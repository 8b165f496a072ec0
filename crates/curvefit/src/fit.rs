use std::{collections::BTreeMap, time::Instant};

use curvefit_core::{Objective, OptimizeResult, Options, Problem, Registry, Value};

use crate::{
    CmaOptions, Data, Equation, Error, ParameterSpec,
    fitness::{self, FitnessArgs},
    optimizers::CmaEsOptimizer,
    registry,
};

/// Fits the parameters of an equation to target data.
///
/// Symbols of the equation that are not data columns are the parameters.
/// Each one needs an initial value, a `(lower, upper)` bound, and a spread
/// (the initial search scale for evolution strategies). The fit minimizes the
/// root-mean-square residual with the chosen optimizer, `"PYCMA-CMAES"` by
/// default.
///
/// ```no_run
/// use curvefit::{CurveFit, Data};
///
/// let x: Vec<f64> = (0..50).map(|i| f64::from(i) / 49.0).collect();
/// let target = x.iter().map(|x| 3.0 * x - 1.0).collect();
///
/// let result = CurveFit::new("m * x + q", Data::from([("x".into(), x)]), target)
///     .initial("m", 1.0)
///     .initial("q", 0.0)
///     .bound("m", (0.0, 5.0))
///     .bound("q", (-2.0, 2.0))
///     .spread("m", 0.5)
///     .spread("q", 0.5)
///     .fit()?;
///
/// println!("{:?}", result.parameters);
/// # Ok::<(), curvefit::Error>(())
/// ```
#[derive(Debug, Clone)]
pub struct CurveFit {
    equation: String,
    data: Data,
    target: Vec<f64>,
    initials: BTreeMap<String, f64>,
    bounds: BTreeMap<String, (f64, f64)>,
    spreads: BTreeMap<String, f64>,
    method: String,
    options: Options,
}

impl CurveFit {
    #[must_use]
    pub fn new(equation: impl Into<String>, data: Data, target: Vec<f64>) -> Self {
        Self {
            equation: equation.into(),
            data,
            target,
            initials: BTreeMap::new(),
            bounds: BTreeMap::new(),
            spreads: BTreeMap::new(),
            method: CmaEsOptimizer::NAME.to_owned(),
            options: Options::new(),
        }
    }

    #[must_use]
    pub fn initial(mut self, name: impl Into<String>, value: f64) -> Self {
        self.initials.insert(name.into(), value);
        self
    }

    #[must_use]
    pub fn bound(mut self, name: impl Into<String>, bound: (f64, f64)) -> Self {
        self.bounds.insert(name.into(), bound);
        self
    }

    #[must_use]
    pub fn spread(mut self, name: impl Into<String>, spread: f64) -> Self {
        self.spreads.insert(name.into(), spread);
        self
    }

    /// Selects the optimizer by registry identifier.
    #[must_use]
    pub fn method(mut self, method: impl Into<String>) -> Self {
        self.method = method.into();
        self
    }

    #[must_use]
    pub fn option(mut self, key: impl Into<String>, value: impl Into<Value>) -> Self {
        self.options.insert(key, value);
        self
    }

    /// Merges `options` into the optimizer options.
    #[must_use]
    pub fn options(mut self, options: Options) -> Self {
        self.options.update(options);
        self
    }

    /// Runs the fit with an optimizer from the process-wide registry.
    ///
    /// # Errors
    ///
    /// See [`CurveFit::fit_with`].
    pub fn fit(self) -> Result<OptimizeResult, Error> {
        self.fit_with(&registry::snapshot())
    }

    /// Runs the fit with an optimizer from `registry`.
    ///
    /// The result carries the run's `duration` in seconds, the parameter
    /// names as `optimize_keys`, and the fitted values as `parameters`.
    ///
    /// # Errors
    ///
    /// Fails before any optimization if the equation does not parse, a
    /// parameter lacks an initial value, bound, or spread, the method is not
    /// registered, or the data does not line up with the target. Optimizer
    /// failures are returned as they were raised.
    pub fn fit_with(self, registry: &Registry) -> Result<OptimizeResult, Error> {
        let equation = Equation::parse(&self.equation)?;
        let names = equation.parameters(&self.data);

        let x0 = lookup(&names, &self.initials, ParameterSpec::Initial)?;
        let bounds = lookup(&names, &self.bounds, ParameterSpec::Bound)?;
        let stds = lookup(&names, &self.spreads, ParameterSpec::Spread)?;

        let implementation = registry.resolve(&self.method)?;
        let args = FitnessArgs::new(names.clone(), self.data, self.target, equation)?;
        let initial_fitness = fitness::fitness(&x0, &args)?;

        log::info!("calibrating `{}` with {}", self.equation, self.method);
        log::info!("parameters: {names:?}");
        log::info!("initial fitness: {initial_fitness:.6e}");
        log::debug!("initials: {x0:?}");
        log::debug!("bounds: {bounds:?}");
        log::debug!("stds: {stds:?}");

        let mut options = self.options;
        options.set_stds(stds);
        let problem = Problem::new(Objective::with_args(fitness::fitness, args), x0)
            .bounds(bounds)
            .options(options);

        let start = Instant::now();
        let mut result = implementation.fmin(problem)?;
        result.duration = start.elapsed().as_secs_f64();

        result.parameters = names.iter().cloned().zip(result.x.iter().copied()).collect();
        result.optimize_keys = names;

        log::info!("calibration finished, took {:.3} seconds", result.duration);
        log::info!("optimized parameters: {:?}", result.parameters);
        log::info!("final fitness: {:.6e}", result.fun);
        Ok(result)
    }
}

fn lookup<T: Copy>(
    names: &[String],
    values: &BTreeMap<String, T>,
    spec: ParameterSpec,
) -> Result<Vec<T>, Error> {
    names
        .iter()
        .map(|name| {
            values
                .get(name)
                .copied()
                .ok_or_else(|| Error::MissingParameterSpec {
                    name: name.clone(),
                    spec,
                })
        })
        .collect()
}

#[cfg(test)]
mod tests {
    use super::*;

    fn line() -> CurveFit {
        let x = vec![0.0, 1.0, 2.0];
        let target = vec![1.0, 3.0, 5.0];
        CurveFit::new("m * x + q", Data::from([("x".to_owned(), x)]), target)
            .initial("m", 1.0)
            .initial("q", 0.0)
            .bound("m", (0.0, 4.0))
            .bound("q", (-2.0, 2.0))
            .spread("m", 0.5)
            .spread("q", 0.5)
    }

    #[test]
    fn missing_specs_are_named() {
        let mut fit = line().initial("d", 0.0);
        fit.equation = "m * x + q + d".to_owned();
        assert!(matches!(
            fit.fit_with(&registry::builtin()),
            Err(Error::MissingParameterSpec { ref name, spec: ParameterSpec::Bound }) if name == "d"
        ));

        let error = CurveFit::new("m * x", Data::from([("x".to_owned(), vec![1.0])]), vec![2.0])
            .initial("m", 1.0)
            .bound("m", (0.0, 1.0))
            .fit_with(&registry::builtin())
            .unwrap_err();
        assert!(matches!(
            error,
            Error::MissingParameterSpec { ref name, spec: ParameterSpec::Spread } if name == "m"
        ));
    }

    #[test]
    fn unknown_methods_fail_before_running() {
        let error = line()
            .method("Simulated-Annealing")
            .fit_with(&registry::builtin())
            .unwrap_err();
        assert!(matches!(
            error,
            Error::Optimizer(curvefit_core::Error::UnknownOptimizer { ref name })
                if name == "Simulated-Annealing"
        ));
    }

    #[test]
    fn result_is_labelled_with_parameter_names() {
        let result = line()
            .method("Scipy-NelderMead")
            .option("fatol", 1e-12)
            .fit_with(&registry::builtin())
            .unwrap();

        assert_eq!(result.optimize_keys, ["m", "q"]);
        assert_eq!(result.parameters.len(), 2);
        assert_eq!(result.parameters["m"], result.x[0]);
        assert_eq!(result.parameters["q"], result.x[1]);
        assert!(result.duration >= 0.0);
        assert!(result.fun < 1e-4);
    }
}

_ _ _ _ _

EXERCISE GOAL: An exact copy of every line above is what this asks for.

ANSWER AREA:
repository 8b165f496a072ec0
filename crates/curvefit/src/fit.rs
use std::{collections::BTreeMap, time::Instant};

use curvefit_core::{Objective, OptimizeResult, Options, Problem, Registry, Value};

use crate::{
    CmaOptions, Data, Equation, Error, ParameterSpec,
    fitness::{self, FitnessArgs},
    optimizers::CmaEsOptimizer,
    registry,
};

/// Fits the parameters of an equation to target data.
///
/// Symbols of the equation that are not data columns are the parameters.
/// Each one needs an initial value, a `(lower, upper)` bound, and a spread
/// (the initial search scale for evolution strategies). The fit minimizes the
/// root-mean-square residual with the chosen optimizer, `"PYCMA-CMAES"` by
/// default.
///
/// ```no_run
/// use curvefit::{CurveFit, Data};
///
/// let x: Vec<f64> = (0..50).map(|i| f64::from(i) / 49.0).collect();
/// let target = x.iter().map(|x| 3.0 * x - 1.0).collect();
///
/// let result = CurveFit::new("m * x + q", Data::from([("x".into(), x)]), target)
///     .initial("m", 1.0)
///     .initial("q", 0.0)
///     .bound("m", (0.0, 5.0))
///     .bound("q", (-2.0, 2.0))
///     .spread("m", 0.5)
///     .spread("q", 0.5)
///     .fit()?;
///
/// println!("{:?}", result.parameters);
/// # Ok::<(), curvefit::Error>(())
/// ```
#[derive(Debug, Clone)]
pub struct CurveFit {
    equation: String,
    data: Data,
    target: Vec<f64>,
    initials: BTreeMap<String, f64>,
    bounds: BTreeMap<String, (f64, f64)>,
    spreads: BTreeMap<String, f64>,
    method: String,
    options: Options,
}

impl CurveFit {
    #[must_use]
    pub fn new(equation: impl Into<String>, data: Data, target: Vec<f64>) -> Self {
        Self {
            equation: equation.into(),
            data,
            target,
            initials: BTreeMap::new(),
            bounds: BTreeMap::new(),
            spreads: BTreeMap::new(),
            method: CmaEsOptimizer::NAME.to_owned(),
            options: Options::new(),
        }
    }

    #[must_use]
    pub fn initial(mut self, name: impl Into<String>, value: f64) -> Self {
        self.initials.insert(name.into(), value);
        self
    }

    #[must_use]
    pub fn bound(mut self, name: impl Into<String>, bound: (f64, f64)) -> Self {
        self.bounds.insert(name.into(), bound);
        self
    }

    #[must_use]
    pub fn spread(mut self, name: impl Into<String>, spread: f64) -> Self {
        self.spreads.insert(name.into(), spread);
        self
    }

    /// Selects the optimizer by registry identifier.
    #[must_use]
    pub fn method(mut self, method: impl Into<String>) -> Self {
        self.method = method.into();
        self
    }

    #[must_use]
    pub fn option(mut self, key: impl Into<String>, value: impl Into<Value>) -> Self {
        self.options.insert(key, value);
        self
    }

    /// Merges `options` into the optimizer options.
    #[must_use]
    pub fn options(mut self, options: Options) -> Self {
        self.options.update(options);
        self
    }

    /// Runs the fit with an optimizer from the process-wide registry.
    ///
    /// # Errors
    ///
    /// See [`CurveFit::fit_with`].
    pub fn fit(self) -> Result<OptimizeResult, Error> {
        self.fit_with(&registry::snapshot())
    }

    /// Runs the fit with an optimizer from `registry`.
    ///
    /// The result carries the run's `duration` in seconds, the parameter
    /// names as `optimize_keys`, and the fitted values as `parameters`.
    ///
    /// # Errors
    ///
    /// Fails before any optimization if the equation does not parse, a
    /// parameter lacks an initial value, bound, or spread, the method is not
    /// registered, or the data does not line up with the target. Optimizer
    /// failures are returned as they were raised.
    pub fn fit_with(self, registry: &Registry) -> Result<OptimizeResult, Error> {
        let equation = Equation::parse(&self.equation)?;
        let names = equation.parameters(&self.data);

        let x0 = lookup(&names, &self.initials, ParameterSpec::Initial)?;
        let bounds = lookup(&names, &self.bounds, ParameterSpec::Bound)?;
        let stds = lookup(&names, &self.spreads, ParameterSpec::Spread)?;

        let implementation = registry.resolve(&self.method)?;
        let args = FitnessArgs::new(names.clone(), self.data, self.target, equation)?;
        let initial_fitness = fitness::fitness(&x0, &args)?;

        log::info!("calibrating `{}` with {}", self.equation, self.method);
        log::info!("parameters: {names:?}");
        log::info!("initial fitness: {initial_fitness:.6e}");
        log::debug!("initials: {x0:?}");
        log::debug!("bounds: {bounds:?}");
        log::debug!("stds: {stds:?}");

        let mut options = self.options;
        options.set_stds(stds);
        let problem = Problem::new(Objective::with_args(fitness::fitness, args), x0)
            .bounds(bounds)
            .options(options);

        let start = Instant::now();
        let mut result = implementation.fmin(problem)?;
        result.duration = start.elapsed().as_secs_f64();

        result.parameters = names.iter().cloned().zip(result.x.iter().copied()).collect();
        result.optimize_keys = names;

        log::info!("calibration finished, took {:.3} seconds", result.duration);
        log::info!("optimized parameters: {:?}", result.parameters);
        log::info!("final fitness: {:.6e}", result.fun);
        Ok(result)
    }
}

fn lookup<T: Copy>(
    names: &[String],
    values: &BTreeMap<String, T>,
    spec: ParameterSpec,
) -> Result<Vec<T>, Error> {
    names
        .iter()
        .map(|name| {
            values
                .get(name)
                .copied()
                .ok_or_else(|| Error::MissingParameterSpec {
                    name: name.clone(),
                    spec,
                })
        })
        .collect()
}

#[cfg(test)]
mod tests {
    use super::*;

    fn line() -> CurveFit {
        let x = vec![0.0, 1.0, 2.0];
        let target = vec![1.0, 3.0, 5.0];
        CurveFit::new("m * x + q", Data::from([("x".to_owned(), x)]), target)
            .initial("m", 1.0)
            .initial("q", 0.0)
            .bound("m", (0.0, 4.0))
            .bound("q", (-2.0, 2.0))
            .spread("m", 0.5)
            .spread("q", 0.5)
    }

    #[test]
    fn missing_specs_are_named() {
        let mut fit = line().initial("d", 0.0);
        fit.equation = "m * x + q + d".to_owned();
        assert!(matches!(
            fit.fit_with(&registry::builtin()),
            Err(Error::MissingParameterSpec { ref name, spec: ParameterSpec::Bound }) if name == "d"
        ));

        let error = CurveFit::new("m * x", Data::from([("x".to_owned(), vec![1.0])]), vec![2.0])
            .initial("m", 1.0)
            .bound("m", (0.0, 1.0))
            .fit_with(&registry::builtin())
            .unwrap_err();
        assert!(matches!(
            error,
            Error::MissingParameterSpec { ref name, spec: ParameterSpec::Spread } if name == "m"
        ));
    }

    #[test]
    fn unknown_methods_fail_before_running() {
        let error = line()
            .method("Simulated-Annealing")
            .fit_with(&registry::builtin())
            .unwrap_err();
        assert!(matches!(
            error,
            Error::Optimizer(curvefit_core::Error::UnknownOptimizer { ref name })
                if name == "Simulated-Annealing"
        ));
    }

    #[test]
    fn result_is_labelled_with_parameter_names() {
        let result = line()
            .method("Scipy-NelderMead")
            .option("fatol", 1e-12)
            .fit_with(&registry::builtin())
            .unwrap();

        assert_eq!(result.optimize_keys, ["m", "q"]);
        assert_eq!(result.parameters.len(), 2);
        assert_eq!(result.parameters["m"], result.x[0]);
        assert_eq!(result.parameters["q"], result.x[1]);
        assert!(result.duration >= 0.0);
        assert!(result.fun < 1e-4);
    }
}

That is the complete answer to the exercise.